//! ingesta-core
//!
//! Core traits and utilities shared across the ingesta workspace.
//!
//! - `connector`: the `DataProvider` trait and its focused role traits.
//! - `payload`: typed provider rows, natural keys and the persistable row form.
//! - `validate`: per-row validation between fetch and persistence.
//! - `retry`: the explicit `RetryPolicy` used by clients and the orchestrator.
//! - `store`, `indicators`, `clock`: seams to persistence, indicator
//!   computation and wall-clock time.
//! - `calendar`: trading days and the daily scheduled-refresh boundary.
//!
//! Async runtime (Tokio)
//! ---------------------
//! Retry backoff sleeps with `tokio::time::sleep`; callers must run under a
//! Tokio 1.x runtime with the time driver enabled.
#![warn(missing_docs)]

/// Market calendar used by scheduled refreshes.
pub mod calendar;
/// Wall-clock seam.
pub mod clock;
/// Provider capability traits and the primary `DataProvider` interface.
pub mod connector;
/// Indicator computation seam.
pub mod indicators;
/// Typed rows and their persistable form.
pub mod payload;
/// Retry with exponential backoff and jitter.
pub mod retry;
/// Persistence seam.
pub mod store;
/// Row validation.
pub mod validate;

pub use calendar::MarketCalendar;
pub use clock::{Clock, SystemClock};
pub use connector::{
    BarInterval, DataProvider, EarningsProvider, FetchParams, FundamentalsProvider, MacroProvider,
    NewsProvider, PeersProvider, PriceProvider, fetch_payload,
};
pub use indicators::{IndicatorComputer, IndicatorError, IndicatorPoint, IndicatorSet};
pub use payload::{
    EarningsEvent, FundamentalsSnapshot, MacroObservation, NaturalKey, NewsArticle, Payload,
    PeerLink, PriceBar, Row, StoredRow,
};
pub use retry::{RetryError, RetryPolicy};
pub use store::{DataStore, UpsertOutcome};
pub use validate::{ValidationReport, validate_payload};

// Consolidated re-exports so downstream crates can depend on `ingesta-core` only
pub use ingesta_types::*;
pub use rust_decimal::Decimal;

■ ■ ■

→ Your task
Please copy, exactly and with nothing else, the lines above beginning at the line that has "Indicator computation seam." and ending with the line that has "pub mod validate;".

→ Task response
/// Indicator computation seam.
pub mod indicators;
/// Typed rows and their persistable form.
pub mod payload;
/// Retry with exponential backoff and jitter.
pub mod retry;
/// Persistence seam.
pub mod store;
/// Row validation.
pub mod validate;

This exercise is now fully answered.